Sorting Lakeshore Kid Counters in Sorting Circles
Sorting Fruit Loops in Sorting Boxes
Sorting Beans in Cups
Sorting Apples in Sorting Baskets (from www.prekinders.com)
SMART Board- Lakeshore Sorting Adventures Interactive Activities

I still quickly circulate to make sure students are engaged and do not have any questions about how to complete the centers.   I pull three groups during centers.  The first group is comprised of the students who were having trouble with the one to one correspondence and finding groups that have less.  I pull the students back to my small group table to do a reteach activity using color tiles and wiki sticks.  I keep this group focused on less.  I keep the group for about 10 minutes.  The next two groups do a follow up activity that reviews identifying equal groups and identifying more and less when working with unequal groups.  I use the color tiles and wiki sticks with these groups as well.  This is a treat for the students who have been doing well in the whole group lessons and have seen their classmates using these manipulatives in a small group setting. See an example hereI then check in with each table to see how the centers are going.  I turn on Tidy Up by Dr.
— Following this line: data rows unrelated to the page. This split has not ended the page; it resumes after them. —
//! Engine composition root.
//!
//! One `Engine` is constructed per process from explicit store and ledger
//! handles; there is no module-level client or hidden cache. It wires the
//! reconciler, the leaderboard query engine and the streak tracker over one
//! shared `XpStore` and exposes the public operation surface.

use std::sync::Arc;
use std::time::Duration;

use uuid::Uuid;

use crate::leaderboard::{
    LeaderboardPage, LeaderboardQuery, LeaderboardQueryEngine, QueryError, SortKey, UserStanding,
};
use crate::ledger::LedgerReader;
use crate::reconcile::{ReconcileError, Reconciler, SyncReport, SyncStatus};
use crate::storage::{ActivityEvent, StoreError, XpRecord, XpStore};
use crate::streaks::{StreakError, StreakState, StreakTracker};

/// Process-wide engine context.
pub struct Engine<L> {
    store: Arc<XpStore>,
    reconciler: Reconciler<L>,
    queries: LeaderboardQueryEngine,
    streaks: StreakTracker,
}

impl<L: LedgerReader> Engine<L> {
    /// Wire the engine from a record store and a ledger reader.
    pub fn new(
        store: Arc<XpStore>,
        reader: Arc<L>,
        batch_size: usize,
        batch_delay: Duration,
    ) -> Self {
        let reconciler = Reconciler::new(store.clone(), reader, batch_size, batch_delay);
        let queries = LeaderboardQueryEngine::new(store.clone());
        let streaks = StreakTracker::new(store.clone());

        Self {
            store,
            reconciler,
            queries,
            streaks,
        }
    }

    // ========== Progress inputs ==========

    /// Apply an XP-earning activity event from the progress subsystem.
    pub fn record_activity(&self, event: &ActivityEvent) -> Result<XpRecord, StoreError> {
        self.store.record_activity(event)
    }

    /// Bind a wallet address to a user (identity subsystem input).
    pub fn bind_wallet(&self, user_id: &Uuid, wallet: &str) -> Result<(), StoreError> {
        self.store.bind_wallet(user_id, wallet)
    }

    /// Set the leaderboard opt-out flag (identity subsystem input).
    pub fn set_leaderboard_eligible(
        &self,
        user_id: &Uuid,
        eligible: bool,
    ) -> Result<(), StoreError> {
        self.store.set_leaderboard_eligible(user_id, eligible)
    }

    // ========== Streaks ==========

    /// Record streak activity for today.
    pub fn update_streak(&self, user_id: &Uuid) -> Result<StreakState, StreakError> {
        self.streaks.update(user_id)
    }

    /// Record streak activity for an explicit calendar day.
    pub fn update_streak_on(
        &self,
        user_id: &Uuid,
        date: chrono::NaiveDate,
    ) -> Result<StreakState, StreakError> {
        self.streaks.update_on(user_id, date, false)
    }

    /// Record streak activity for today, spending a freeze to bridge a
    /// missed day. Consumption is always this explicit external trigger.
    pub fn use_streak_freeze(&self, user_id: &Uuid) -> Result<StreakState, StreakError> {
        self.streaks.update_consuming_freeze(user_id)
    }

    /// Grant extra streak freezes.
    pub fn grant_streak_freezes(&self, user_id: &Uuid, count: u32) -> Result<(), StreakError> {
        self.streaks.grant_freezes(user_id, count)
    }

    // ========== Reconciliation ==========

    /// Run a batch reconciliation pass over every bound wallet.
    pub async fn run_sync(&self) -> Result<SyncReport, ReconcileError> {
        self.reconciler.run_sync().await
    }

    /// Reconcile one wallet on demand and return the fresh record.
    pub async fn fetch_user_data(&self, wallet: &str) -> Result<XpRecord, ReconcileError> {
        self.reconciler.fetch_user_data(wallet).await
    }

    /// Observable state of the batch reconciliation run.
    pub fn sync_status(&self) -> SyncStatus {
        self.reconciler.status()
    }

    // ========== Leaderboard ==========

    /// Serve one page of the leaderboard.
    pub fn get_leaderboard(&self, query: &LeaderboardQuery) -> Result<LeaderboardPage, QueryError> {
        self.queries.get_leaderboard(query)
    }

    /// A user's shared-tie rank on one metric.
    pub fn get_user_rank(&self, user_id: &Uuid, sort_by: SortKey) -> Result<u64, QueryError> {
        self.queries.get_user_rank(user_id, sort_by)
    }

    /// Rank plus eligible-user total and percentile.
    pub fn get_user_standing(
        &self,
        user_id: &Uuid,
        sort_by: SortKey,
    ) -> Result<UserStanding, QueryError> {
        self.queries.get_user_standing(user_id, sort_by)
    }
}
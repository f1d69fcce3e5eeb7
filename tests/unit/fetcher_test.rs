//! Unit tests for rate-limited batch fetching

use std::collections::{HashMap, HashSet};
use std::sync::atomic::{AtomicUsize, Ordering};
use std::sync::Arc;
use std::time::Duration;

use questboard::ledger::{BalanceLookup, BatchFetcher, LedgerError, LedgerReader};

/// Scripted ledger: per-address balances, a set of failing addresses, and a
/// call counter.
struct ScriptedLedger {
    balances: HashMap<String, u64>,
    failing: HashSet<String>,
    calls: AtomicUsize,
}

impl ScriptedLedger {
    fn new(balances: HashMap<String, u64>, failing: HashSet<String>) -> Self {
        Self {
            balances,
            failing,
            calls: AtomicUsize::new(0),
        }
    }
}

impl LedgerReader for ScriptedLedger {
    async fn balance(&self, address: &str) -> Result<BalanceLookup, LedgerError> {
        self.calls.fetch_add(1, Ordering::Relaxed);
        if self.failing.contains(address) {
            return Err(LedgerError::Transport("connection refused".to_string()));
        }
        match self.balances.get(address) {
            Some(&amount) => Ok(BalanceLookup::Found { amount, decimals: 0 }),
            None => Ok(BalanceLookup::NotFound),
        }
    }
}

fn wallets(count: usize) -> Vec<String> {
    (0..count).map(|i| format!("wallet{:040}", i)).collect()
}

#[tokio::test]
async fn test_failure_isolated_to_one_wallet() {
    let addrs = wallets(12);
    let balances: HashMap<String, u64> = addrs
        .iter()
        .enumerate()
        .map(|(i, a)| (a.clone(), (i as u64) * 10))
        .collect();
    let failing = HashSet::from([addrs[7].clone()]);

    let ledger = Arc::new(ScriptedLedger::new(balances, failing));
    let fetcher = BatchFetcher::with_limits(ledger.clone(), 10, Duration::from_millis(1));

    let result = fetcher.fetch_balances(&addrs).await;

    assert_eq!(result.len(), 12);
    for (i, addr) in addrs.iter().enumerate() {
        match i {
            7 => assert_eq!(result[addr], None),
            _ => assert_eq!(result[addr], Some((i as u64) * 10)),
        }
    }
    // Every wallet was attempted despite the failure.
    assert_eq!(ledger.calls.load(Ordering::Relaxed), 12);
}

#[tokio::test(start_paused = true)]
async fn test_25_wallets_pay_exactly_two_delays() {
    let addrs = wallets(25);
    let balances = addrs.iter().map(|a| (a.clone(), 1u64)).collect();

    let ledger = Arc::new(ScriptedLedger::new(balances, HashSet::new()));
    let fetcher = BatchFetcher::with_limits(ledger, 10, Duration::from_millis(100));

    let started = tokio::time::Instant::now();
    let result = fetcher.fetch_balances(&addrs).await;

    assert_eq!(result.len(), 25);
    assert_eq!(started.elapsed(), Duration::from_millis(200));
}

#[tokio::test]
async fn test_every_input_covered_once() {
    let addrs = wallets(7);
    let balances = addrs.iter().map(|a| (a.clone(), 5u64)).collect();

    let ledger = Arc::new(ScriptedLedger::new(balances, HashSet::new()));
    let fetcher = BatchFetcher::with_limits(ledger, 3, Duration::from_millis(1));

    let result = fetcher.fetch_balances(&addrs).await;

    assert_eq!(result.len(), addrs.len());
    for addr in &addrs {
        assert!(result.contains_key(addr));
    }
}

#[tokio::test]
async fn test_all_failures_still_cover_inputs() {
    let addrs = wallets(5);
    let failing: HashSet<String> = addrs.iter().cloned().collect();

    let ledger = Arc::new(ScriptedLedger::new(HashMap::new(), failing));
    let fetcher = BatchFetcher::with_limits(ledger, 2, Duration::from_millis(1));

    let result = fetcher.fetch_balances(&addrs).await;

    assert_eq!(result.len(), 5);
    assert!(result.values().all(|balance| balance.is_none()));
}
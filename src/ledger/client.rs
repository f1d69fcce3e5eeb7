//! HTTP ledger client.
//!
//! Reads asset balances from a ledger RPC gateway. Every request carries a
//! bounded timeout so one stalled read cannot stall an entire batch.

use std::time::Duration;

use serde::Deserialize;

use super::types::{BalanceLookup, LedgerError, LedgerReader};

/// Default per-request timeout.
const DEFAULT_TIMEOUT_SECS: u64 = 10;

/// Ledger RPC client over HTTP.
pub struct HttpLedgerClient {
    http: reqwest::Client,
    base_url: String,
    asset_id: String,
}

impl HttpLedgerClient {
    /// Create a client with the default request timeout.
    pub fn new(base_url: String, asset_id: String) -> Self {
        Self::with_timeout(base_url, asset_id, Duration::from_secs(DEFAULT_TIMEOUT_SECS))
    }

    /// Create a client with a custom request timeout.
    pub fn with_timeout(base_url: String, asset_id: String, timeout: Duration) -> Self {
        let http = reqwest::Client::builder()
            .timeout(timeout)
            .build()
            .expect("Failed to create HTTP client");

        Self {
            http,
            base_url,
            asset_id,
        }
    }

    /// The asset this client reads balances for.
    pub fn asset_id(&self) -> &str {
        &self.asset_id
    }

    async fn read_balance(&self, address: &str) -> Result<BalanceLookup, LedgerError> {
        let url = format!(
            "{}/v1/assets/{}/balances/{}",
            self.base_url, self.asset_id, address
        );

        let response = self.http.get(&url).send().await.map_err(|e| {
            if e.is_timeout() {
                LedgerError::Timeout
            } else {
                LedgerError::Transport(e.to_string())
            }
        })?;

        let status = response.status();

        if status.as_u16() == 404 {
            return Ok(BalanceLookup::NotFound);
        }

        if !status.is_success() {
            return Err(LedgerError::Api(format!(
                "ledger returned status {}",
                status
            )));
        }

        let api_response: ApiResponse<BalancePayload> = response
            .json()
            .await
            .map_err(|e| LedgerError::InvalidResponse(e.to_string()))?;

        if !api_response.success {
            let error = api_response.error.unwrap_or_default();
            return Err(LedgerError::Api(error.message));
        }

        let payload = api_response
            .data
            .ok_or_else(|| LedgerError::InvalidResponse("success without data".to_string()))?;

        Ok(BalanceLookup::Found {
            amount: payload.amount,
            decimals: payload.decimals,
        })
    }
}

impl LedgerReader for HttpLedgerClient {
    async fn balance(&self, address: &str) -> Result<BalanceLookup, LedgerError> {
        self.read_balance(address).await
    }
}

/// API response wrapper.
#[derive(Debug, Deserialize)]
struct ApiResponse<T> {
    success: bool,
    data: Option<T>,
    error: Option<ApiError>,
}

/// API error details.
#[derive(Debug, Default, Deserialize)]
#[allow(dead_code)]
struct ApiError {
    code: String,
    message: String,
}

/// Balance payload for one account.
#[derive(Debug, Deserialize)]
struct BalancePayload {
    amount: u64,
    decimals: u8,
}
Jean.  Students clean up and return to their seats.

Closing

5 minutes

I close this lesson by inviting students back up to the carpet.  I turn on the projector and document camera and let one of the students who worked with me at the small group table in one of the review groups share his work on the screen.  The students like getting to "Be the teacher" and other students like seeing their classmates' work being projected on the SMARTBoard.  I mention positive things that I noticed during centers.  I also include something that needs to be better next time.  I review what we did during our whole group lesson.  "Today we compared groups of objects and decided which group has less.  How did we know which group had less?  We matched the objects in the groups.  The group that did not have enough was the group with less.  "Tomorrow, we are going to do a science activity where we will be able to practice sorting and comparing groups.”